For assets meta data exif, xmp and iptc, indexed dynamic objects are used. It might be necessary to turn off the indexing for these objects in order to avoid indexing conflicts or when the limit of maximum data fields is reached.

Indexing can be turned off in bundle configuration in indexing_options area. Then data is stored in index and delivered via endpoint, but it is not indexed.

Tree Hierarchy Management The indexing process tries to keep a valid folder structure in index. Based on workspace settings a combined parent folder is calculated. This combined parent folder, might be a sub folder of the parent folder in Pimcore folder structure, and all element paths are rewritten to it.

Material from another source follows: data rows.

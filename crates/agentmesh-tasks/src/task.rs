use agentmesh_core::Payload;
use chrono::{DateTime, Utc};
use serde::{Deserialize, Serialize};

/// Lifecycle status of a [`Task`].
///
/// `Completed` and `Failed` are terminal; every task starts at `Pending`.
/// The allowed edges are encoded in [`TaskStatus::can_transition_to`].
#[derive(Debug, Clone, Copy, PartialEq, Eq, Hash, Serialize, Deserialize)]
#[serde(rename_all = "snake_case")]
pub enum TaskStatus {
    /// Created, not yet picked up.
    Pending,
    /// Actively being worked on.
    InProgress,
    /// Finished successfully. Terminal.
    Completed,
    /// Finished unsuccessfully. Terminal.
    Failed,
    /// Blocked on an authentication step.
    AuthRequired,
}

impl TaskStatus {
    /// Every status, in declaration order. Used for exhaustive statistics.
    pub const ALL: [TaskStatus; 5] = [
        TaskStatus::Pending,
        TaskStatus::InProgress,
        TaskStatus::Completed,
        TaskStatus::Failed,
        TaskStatus::AuthRequired,
    ];

    /// Whether the state machine allows moving from `self` to `next`.
    pub fn can_transition_to(self, next: TaskStatus) -> bool {
        use TaskStatus::*;
        match self {
            Pending => matches!(next, InProgress | Failed | AuthRequired),
            InProgress => matches!(next, Completed | Failed | AuthRequired),
            AuthRequired => matches!(next, InProgress | Failed),
            Completed | Failed => false,
        }
    }

    /// True for `Completed` and `Failed`.
    pub fn is_terminal(self) -> bool {
        matches!(self, TaskStatus::Completed | TaskStatus::Failed)
    }
}

impl std::fmt::Display for TaskStatus {
    fn fmt(&self, f: &mut std::fmt::Formatter<'_>) -> std::fmt::Result {
        match self {
            TaskStatus::Pending => write!(f, "pending"),
            TaskStatus::InProgress => write!(f, "in_progress"),
            TaskStatus::Completed => write!(f, "completed"),
            TaskStatus::Failed => write!(f, "failed"),
            TaskStatus::AuthRequired => write!(f, "auth_required"),
        }
    }
}

/// One unit of work with a bounded, validated lifecycle.
///
/// Owned exclusively by the `TaskManager`; mutated only through its
/// status-transition operations.
#[derive(Debug, Clone, Serialize, Deserialize)]
pub struct Task {
    /// Unique identifier.
    pub task_id: String,
    /// The context this task belongs to.
    pub context_id: String,
    /// Current lifecycle status.
    pub status: TaskStatus,
    /// The skill this task asks for.
    pub skill_id: String,
    /// Opaque input payload.
    pub input_data: Payload,
    /// Opaque output payload, set when the task produces one.
    pub output_data: Option<Payload>,
    /// Failure or auth message, when set.
    pub error_message: Option<String>,
    /// UTC timestamp of creation.
    pub created_at: DateTime<Utc>,
    /// UTC timestamp of the last status change.
    pub updated_at: DateTime<Utc>,
}

impl Task {
    /// Creates a `Pending` task.
    pub fn new(
        task_id: impl Into<String>,
        context_id: impl Into<String>,
        skill_id: impl Into<String>,
        input_data: Payload,
    ) -> Self {
        let now = Utc::now();
        Self {
            task_id: task_id.into(),
            context_id: context_id.into(),
            status: TaskStatus::Pending,
            skill_id: skill_id.into(),
            input_data,
            output_data: None,
            error_message: None,
            created_at: now,
            updated_at: now,
        }
    }
}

Also it might be possible, that due to workspace and data schema settings, missing links in folder structure occur. In this case, the indexing process creates virtual folders to fill up these gaps.

For updating whole index structure after changes, multiple runs of datahub:simple-rest:process-queue might be necessary (since additional items might be added to queue during queue processing).

Indexing Options

Via symfony configuration, detailed indexing options can be configured.

Global Options

Define some global options like automatic data type detection for dynamic objects.

pimcore_data_hub_simple_rest:
indexing_options:
global_options:

# Enable numeric detection for dynamic objects (like embedded asset meta data, etc.)
numeric_detection: false

# Enable date detection for dynamic objects (like embedded asset meta data, etc.)
date_detection: true

Assets

Define, if embedded metadata of assets should be indexed. If, they will be indexed as dynamic objects.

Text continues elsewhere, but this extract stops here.